Lecturers don’t want a marking boycott, either. But we must fight those wrecking UK universities

This article is more than 10 months old

Pay cuts are just one factor: working conditions are also getting worse and that’s bad for both staff and students

Since late April, staff at 145 UK universities have been refusing to mark students’ work. The marking and assessment boycott is the most recent action by the University and College Union (UCU), which represents academics and other university staff. With graduation ceremonies now upon us, the boycott is causing significant havoc. Just how significant is a matter of some dispute. But what is indisputable is that many students have had their marks delayed, and some will be unable to graduate as normal this summer.

Industrial action by (mainly) academic staff is always a hard sell. Lecturers are seen as relatively privileged people. The students being hit by their latest action have already had their studies disrupted by a pandemic and a series of strikes. Seen this way, the current marking boycott can look like a selfish step too far.

It’s true that lecturers are, on average, better paid than other workers. Arguably, some senior academics are paid too much (though nowhere near the obscene salaries of vice-chancellors). But while a few may be paid handsomely, many are not. Universities increasingly rely on low-paid and temporary academic workers to “deliver” teaching. Overall, staff have seen their pay fall by more than a quarter in real terms since 2009. Of course, workers elsewhere are worse off. But lecturers taking successive real-terms pay cuts on the chin does nothing for them, and pay foregone by university staff will not find its way into the pockets of poorer workers. On the contrary, weak unions and falling pay in one sector tend to create a race to the bottom in which everyone loses.

And pay is not the half of it. This point can hardly be emphasised enough, whether in the case of university staff or teachers and doctors. In all cases, real-terms pay has declined substantially in recent years – but a great deal of these educated professionals still get paid more than many. Yet by fixing attention narrowly on the issue of pay, it is easy to pit workers in different sectors against one another and to present those on strike as merely greedy.

That’s why media reports of industrial disputes often include charts depicting the standard pay scale of a teacher, doctor or lecturer: you are supposed to think, “That’s plenty! I get less than that. What are they moaning about?” But ask teachers or doctors why they are striking, and they talk above all about the cuts to classroom assistants that mean they cannot give pupils the attention they need; the short-staffing of wards that means they cannot keep their patients safe.

It’s a depressingly similar story in universities. Higher education may not be a matter of life and death in the way that medicine is, but staff at universities are quite familiar with the moral distress that comes from not being able to give those in your care the help that they need.

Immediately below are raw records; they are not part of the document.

//! Query orchestration: resolver → content pack → keyword KB → wiki.
//!
//! The library sits behind a reader/writer lock. Queries hold the read guard only for the
//! synchronous local lookup and release it before any wiki call; mutations hold the write
//! guard across "mutate + rebuild index", so a query sees either the old or the new index.

use crate::error::{BoxError, Result};
use crate::knowledge::{normalize, Library, LibraryStatus, LocalHit, OutputUnit, PackLoadReport};
use crate::resolver::Resolution;
use crate::shared::GuideConfig;
use serde::{Deserialize, Serialize};
use std::sync::{Arc, PoisonError, RwLock, RwLockReadGuard, RwLockWriteGuard};

/// One search hit from the external wiki.
#[derive(Debug, Clone, PartialEq, Eq, Serialize, Deserialize)]
pub struct WikiHit {
    pub title: String,
    pub url: String,
    #[serde(default)]
    pub snippet: String,
}

/// Intro extract of a wiki page.
#[derive(Debug, Clone, PartialEq, Eq, Serialize, Deserialize)]
pub struct WikiSummary {
    pub title: String,
    pub extract: String,
    pub url: String,
}

/// External wiki collaborator. Implementations own their network timeouts.
#[async_trait::async_trait]
pub trait WikiService: Send + Sync {
    async fn search(&self, query: &str, limit: usize) -> Result<Vec<WikiHit>, BoxError>;

    async fn summary(&self, title: &str) -> Result<WikiSummary, BoxError>;
}

/// What a query produced.
#[derive(Debug, Clone, PartialEq, Eq, Serialize)]
#[serde(tag = "kind", rename_all = "snake_case")]
pub enum Answer {
    /// Content pack entry. Terminal: no other source is consulted.
    Pack { key: String, units: Vec<OutputUnit> },
    /// Keyword KB entry.
    Kb { key: String, units: Vec<OutputUnit> },
    /// Wiki page summary (extract already truncated).
    Wiki { title: String, summary: String, url: String },
    /// No local entry and the wiki returned nothing.
    NotFound { query: String },
    /// The wiki call failed.
    Failed { message: String },
    /// Query was blank after normalization.
    EmptyQuery,
}

impl From<LocalHit> for Answer {
    fn from(hit: LocalHit) -> Self {
        match hit {
            LocalHit::Pack { key, units } => Answer::Pack { key, units },
            LocalHit::Kb { key, units } => Answer::Kb { key, units },
        }
    }
}

/// Answer plus the resolver's view of the query.
#[derive(Debug, Clone, PartialEq, Serialize)]
pub struct QueryResponse {
    pub query: String,
    pub resolution: Resolution,
    pub answer: Answer,
}

/// First `max` characters of `s`.
pub fn truncate_chars(s: &str, max: usize) -> String {
    match s.char_indices().nth(max) {
        Some((idx, _)) => s[..idx].to_string(),
        None => s.to_string(),
    }
}

/// Answers queries against the library, falling back to the wiki.
pub struct Orchestrator {
    library: RwLock<Library>,
    wiki: Arc<dyn WikiService>,
    wiki_limit: usize,
    summary_max_chars: usize,
}

impl Orchestrator {
    pub fn new(library: Library, wiki: Arc<dyn WikiService>) -> Self {
        let defaults = GuideConfig::default();
        Self {
            library: RwLock::new(library),
            wiki,
            wiki_limit: defaults.wiki_limit,
            summary_max_chars: defaults.summary_max_chars,
        }
    }

    /// Loads the library from `config` and applies its wiki limits.
    pub fn from_config(config: &GuideConfig, wiki: Arc<dyn WikiService>) -> (Self, PackLoadReport) {
        let (library, report) = Library::open(config);
        let orchestrator = Self::new(library, wiki).with_limits(config.wiki_limit, config.summary_max_chars);
        (orchestrator, report)
    }

    pub fn with_limits(mut self, wiki_limit: usize, summary_max_chars: usize) -> Self {
        self.wiki_limit = wiki_limit.max(1);
        self.summary_max_chars = summary_max_chars;
        self
    }

    fn read(&self) -> RwLockReadGuard<'_, Library> {
        self.library.read().unwrap_or_else(PoisonError::into_inner)
    }

    fn write(&self) -> RwLockWriteGuard<'_, Library> {
        self.library.write().unwrap_or_else(PoisonError::into_inner)
    }

    /// Full query: pack → KB → wiki (direct title first, then search).
    pub async fn answer(&self, raw: &str) -> QueryResponse {
        let query = raw.trim().to_string();
        if normalize(&query).is_empty() {
            return QueryResponse {
                query,
                resolution: Resolution::none(),
                answer: Answer::EmptyQuery,
            };
        }

        let (resolution, canonical, local, direct_title) = {
            let lib = self.read();
            let (resolution, canonical) = lib.canonical_for(&query);
            let local = lib.lookup_local(&query, &canonical);
            let direct_title = match local {
                Some(_) => None,
                None => lib.wiki_title_for(&query, &resolution, &canonical),
            };
            (resolution, canonical, local, direct_title)
        };

        if let Some(hit) = local {
            tracing::debug!(target: "guide::orchestrator", query = %query, canonical = %canonical, tier = ?resolution.tier, "local hit");
            return QueryResponse {
                query,
                resolution,
                answer: hit.into(),
            };
        }

        let answer = self.ask_wiki(direct_title, &canonical).await;
        QueryResponse {
            query,
            resolution,
            answer,
        }
    }

    /// Pack and KB only; never calls the wiki.
    pub fn answer_local(&self, raw: &str) -> QueryResponse {
        let query = raw.trim().to_string();
        if normalize(&query).is_empty() {
            return QueryResponse {
                query,
                resolution: Resolution::none(),
                answer: Answer::EmptyQuery,
            };
        }
        let lib = self.read();
        let (resolution, canonical) = lib.canonical_for(&query);
        let answer = match lib.lookup_local(&query, &canonical) {
            Some(hit) => hit.into(),
            None => Answer::NotFound {
                query: query.clone(),
            },
        };
        QueryResponse {
            query,
            resolution,
            answer,
        }
    }

    /// Wiki only: direct title mapping if registered, otherwise a search for the raw query.
    pub async fn wiki_lookup(&self, raw: &str) -> QueryResponse {
        let query = raw.trim().to_string();
        if normalize(&query).is_empty() {
            return QueryResponse {
                query,
                resolution: Resolution::none(),
                answer: Answer::EmptyQuery,
            };
        }
        let (resolution, direct_title) = {
            let lib = self.read();
            let (resolution, canonical) = lib.canonical_for(&query);
            let title = lib.wiki_title_for(&query, &resolution, &canonical);
            (resolution, title)
        };
        let answer = self.ask_wiki(direct_title, &query).await;
        QueryResponse {
            query,
            resolution,
            answer,
        }
    }

    async fn ask_wiki(&self, direct_title: Option<String>, search_query: &str) -> Answer {
        let title = match direct_title {
            Some(title) => title,
            None => match self.wiki.search(search_query, self.wiki_limit).await {
                Ok(hits) => match hits.into_iter().next() {
                    Some(hit) => hit.title,
                    None => {
                        return Answer::NotFound {
                            query: search_query.to_string(),
                        }
                    }
                },
                Err(e) => {
                    tracing::warn!(target: "guide::orchestrator", query = search_query, error = %e, "wiki search failed");
                    return Answer::Failed {
                        message: format!("wiki search failed: {}", e),
                    };
                }
            },
        };

        match self.wiki.summary(&title).await {
            Ok(summary) => Answer::Wiki {
                title: summary.title,
                summary: truncate_chars(summary.extract.trim(), self.summary_max_chars),
                url: summary.url,
            },
            Err(e) => {
                tracing::warn!(target: "guide::orchestrator", title = %title, error = %e, "wiki summary failed");
                Answer::Failed {
                    message: format!("wiki summary failed: {}", e),
                }
            }
        }
    }

    pub fn resolve(&self, raw: &str) -> Resolution {
        self.read().resolver().resolve(raw)
    }

    pub fn add_alias(&self, alias: &str, target: &str) -> Result<()> {
        self.write().add_alias(alias, target)
    }

    pub fn remove_alias(&self, alias: &str) -> Result<bool> {
        self.write().remove_alias(alias)
    }

    pub fn reload_pack(&self) -> PackLoadReport {
        self.write().reload_pack()
    }

    pub fn reload_all(&self) -> PackLoadReport {
        self.write().reload_all()
    }

    pub fn list_keys(&self, prefix: &str) -> Vec<String> {
        self.read().list_keys(prefix)
    }

    pub fn status(&self) -> LibraryStatus {
        self.read().status()
    }
}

Cuts to mental health support for students in schools and universities mean that teaching staff end up picking up the slack, a heavy responsibility for which many are not properly trained or qualified. As in schools and hospitals, overwork and exhaustion are taking their toll on the physical and mental health of university staff, two-thirds of whom are considering leaving the sector. The official framing of the current dispute in terms of “four fights” – not only pay, but also workload, casualisation and equality (there are persistent gender and race pay gaps) – show that the erosion of pay is only one aspect of a wider crisis.

The conditions that are making staff ill and driving them out of the profession are bad for students, too. “Our working conditions are our students’ learning conditions”, as the picket-line slogan goes. That may be a bitter pill to swallow for the current cohort, who are unlikely to benefit directly from any gains from strike action. Yet many are supportive, just as many patients support strikes by NHS staff. They understand what many commentators pretend not to: it is only by causing some disruption and inconvenience that strikes can be effective. A strike that inconvenienced nobody would be a strike that nobody noticed.

The trouble is, strikes by university staff often do go unnoticed. When lectures are cancelled, students may or may not care. Does it bother employers? Not really: they can pocket the docked pay and carry on regardless. That’s part of the reason why many have long thought that marking boycotts were the answer. There’s not much point merely disrupting education, because university bosses don’t care about education: they make that clear in everything they do. But assessment is surely the beating heart of the modern university. Hold on to the marks and hold up graduation ceremonies, and students will be up in arms – and concessions will finally be won.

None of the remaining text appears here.